BEGIN

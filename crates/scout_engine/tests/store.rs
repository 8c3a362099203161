use std::fs;

use scout_engine::{load_json, save_json, FileStore, KeyValueStore, MemoryStore, StoreError};
use tempfile::TempDir;

#[test]
fn open_creates_missing_directory() {
    let temp = TempDir::new().unwrap();
    let dir = temp.path().join("nested").join("data");
    let store = FileStore::open(&dir).unwrap();
    assert!(dir.is_dir());
    assert_eq!(store.dir(), dir.as_path());
}

#[test]
fn open_rejects_a_plain_file() {
    let temp = TempDir::new().unwrap();
    let file = temp.path().join("not_a_dir");
    fs::write(&file, "x").unwrap();
    assert!(matches!(
        FileStore::open(&file),
        Err(StoreError::Directory { .. })
    ));
}

#[test]
fn values_survive_reopening() {
    let temp = TempDir::new().unwrap();
    let sources = vec![
        ("https://a.example/1".to_string(), "A".to_string()),
        ("https://b.example/2".to_string(), "B".to_string()),
    ];
    {
        let store = FileStore::open(temp.path()).unwrap();
        save_json(&store, "savedJobs", &sources).unwrap();
    }

    let reopened = FileStore::open(temp.path()).unwrap();
    let loaded: Option<Vec<(String, String)>> = load_json(&reopened, "savedJobs");
    assert_eq!(loaded, Some(sources));
    assert!(temp.path().join("savedJobs.json").is_file());
}

#[test]
fn write_replaces_previous_value() {
    let temp = TempDir::new().unwrap();
    let store = FileStore::open(temp.path()).unwrap();
    store.write("theme", "\"dark\"").unwrap();
    store.write("theme", "\"light\"").unwrap();

    assert_eq!(store.read("theme").unwrap().as_deref(), Some("\"light\""));
    let leftovers: Vec<_> = fs::read_dir(temp.path())
        .unwrap()
        .map(|entry| entry.unwrap().file_name())
        .collect();
    assert_eq!(leftovers.len(), 1);
}

#[test]
fn missing_key_reads_as_none() {
    let temp = TempDir::new().unwrap();
    let store = FileStore::open(temp.path()).unwrap();
    assert_eq!(store.read("theme").unwrap(), None);
    assert_eq!(load_json::<String>(&store, "theme"), None);
}

#[test]
fn corrupt_value_loads_as_none() {
    let temp = TempDir::new().unwrap();
    fs::write(temp.path().join("savedJobs.json"), "{not json").unwrap();
    let store = FileStore::open(temp.path()).unwrap();

    let loaded: Option<Vec<(String, String)>> = load_json(&store, "savedJobs");
    assert_eq!(loaded, None);
}

#[test]
fn keys_cannot_escape_the_directory() {
    let temp = TempDir::new().unwrap();
    let store = FileStore::open(temp.path()).unwrap();
    for key in ["", "../theme", "a/b", "a.b"] {
        assert!(
            matches!(store.write(key, "1"), Err(StoreError::InvalidKey(_))),
            "key {key:?} accepted"
        );
    }
}

#[test]
fn memory_store_round_trips() {
    let store = MemoryStore::new();
    assert_eq!(store.read("theme").unwrap(), None);
    save_json(&store, "theme", "light").unwrap();
    assert_eq!(load_json::<String>(&store, "theme").as_deref(), Some("light"));
}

END

• TASK DESCRIPTION: In the records, which lines mention the word "matches"? Copy those lines.

• REPLY TO THE EXERCISE:
    assert!(matches!(
            matches!(store.write(key, "1"), Err(StoreError::InvalidKey(_))),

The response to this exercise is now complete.